Когда папа уже был в армии и его часть стояла в Витебске, появилась возможность к нему съездить. Мы поехали во время весенних школьных каникул, то есть в апреле сорок первого года. От этой поездки осталась семейная фотография и моя фотография с девочкой, дочкой хозяйки, у которой папа снял для нас комнату. Из витебских впечатлений сохранилась в памяти река и дома, у которых стены прямо уходят в воду. Папа нас встретил и нес меня на руках, но навстречу попадались военные, ему все время приходилось отдавать честь, так что он меня опустил. Еще я усвоил с тех пор, что военные могут вести женщину под руку только слева, оставляя правую руку свободной для отдания чести. С нами папа мог быть только какое-то ограниченное время, и мама очень беспокоилась, что он может опоздать вернуться в казарму к какому-то определенному времени. В связи с этими строгостями помню разговоры про нового наркома обороны Тимошенко, который ввел в армии очень жесткую дисциплину.

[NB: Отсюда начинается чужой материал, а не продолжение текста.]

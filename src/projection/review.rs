// src/projection/review.rs

use std::collections::HashMap;

use crate::models::{
    question::Question,
    report::{AnswerStatus, OptionMark, ReviewEntry, ReviewOption},
    test_definition::TestDefinition,
    test_result::{SelectedOption, TestResult},
};

/// Builds the per-question review of one attempt.
///
/// Entries follow the order of `result.selected_options`. Selections whose
/// question is not in `questions` are skipped, and `question_number` counts
/// only the entries that remain. `test` must be the test `result` was taken
/// against; a mismatch is logged and the review is still built.
pub fn project(result: &TestResult, test: &TestDefinition, questions: &[Question]) -> Vec<ReviewEntry> {
    if test.id != result.test_id {
        tracing::warn!(
            "Reviewing result {} of test {} against test {}",
            result.id,
            result.test_id,
            test.id
        );
    }

    let by_id: HashMap<i64, &Question> = questions.iter().map(|q| (q.id, q)).collect();

    result
        .selected_options
        .iter()
        .filter_map(|selection| {
            by_id
                .get(&selection.question_id)
                .map(|question| (selection, *question))
        })
        .enumerate()
        .map(|(idx, (selection, question))| review_entry(idx + 1, selection, question))
        .collect()
}

fn review_entry(question_number: usize, selection: &SelectedOption, question: &Question) -> ReviewEntry {
    let selected = selection.selected_option.as_deref();
    let is_correct = selected == Some(question.correct_answer.as_str());

    let status = match (is_correct, selected) {
        (true, _) => AnswerStatus::Correct,
        (false, Some(_)) => AnswerStatus::Wrong,
        (false, None) => AnswerStatus::Unattempted,
    };

    let options = question
        .options()
        .into_iter()
        .map(|text| ReviewOption {
            text: text.to_string(),
            mark: mark_option(text, selected, is_correct),
        })
        .collect();

    ReviewEntry {
        question_number,
        question_id: question.id,
        question_text: question.text.clone(),
        options,
        selected_option: selection.selected_option.clone(),
        correct_option: question.correct_answer.clone(),
        is_correct,
        status,
    }
}

fn mark_option(option: &str, selected: Option<&str>, is_correct: bool) -> OptionMark {
    match selected {
        Some(choice) if choice == option && is_correct => OptionMark::SelectedAndCorrect,
        Some(choice) if choice == option => OptionMark::SelectedAndWrong,
        _ => OptionMark::NotSelected,
    }
}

Моя мама В.Д.Скворцова, я, мой папа А.Н.Скворцов, моя бабушка М.В.Губанова, Витебск, 8 апреля 1941 года
Когда вернулись от папы, мама тяжело заболела. Не знаю, что это было, но мама долго пролежала. Мы с бабушкой возили ее на лошадях в больницу или поликлинику в какую-то не очень близкую деревню. Во всяком случае, мне запомнилось, что ехали мы туда через Коноховицы и дорога в Коноховицах сворачивала направо. Так что, скорей всего, это были Терпилицы, деревня, которой, как я узнал много позже, до революции владел барон Врангель, отец известного генерала белой армии. Мама позже рассказывала, что по поводу ее болезни в учительском коллективе поползли сплетни. Болезнь связывали с нашей поездкой к папе. Выдумывали всякое: например, говорили, что Валентина Демьяновна слегла, потому что обнаружилось, что у Анатолия Николаевича в Витебске другая семья. Вообще, видимо, мама почувствовала некоторое изменение отношения к себе со стороны некоторых учителей после отъезда папы в армию. Все-таки раньше она была женой директора, и все стремились быть ее лучшими друзьями. А теперь оказалось, что не все дружбы были вполне искренними. По-моему, какая-то тень пробежала и в маминых отношениях с Идой Иосифовной, которая осталась завучем при новом директоре. Какие-то были проблемы с составлением расписания, распределением учебной нагрузки. Мама была очень самолюбива и всегда была очень чувствительна к любой небрежности, неуважительности, проявленной по отношению к ней, и редко такие вещи прощала, вернее, редко забывала.
В начале лета 1941 года был, кажется, уже известен срок папиного возвращения, и мы высчитывали, сколько будет, если оставшиеся месяцы перевести в недели, дни. Приедет папа, и настанет самая счастливая жизнь. 25 июня мне исполнялось 6 лет. Ко дню моего рождения мама хотела послать папе мою фотографию, и 21 июня мы поехали с ней в Волосово, где я сфотографировался в какой-то курточке с лейтенантскими кубиками в петлицах на воротничке. Это было за день до начала войны.
За день до начала войны. 21.06.1941 г.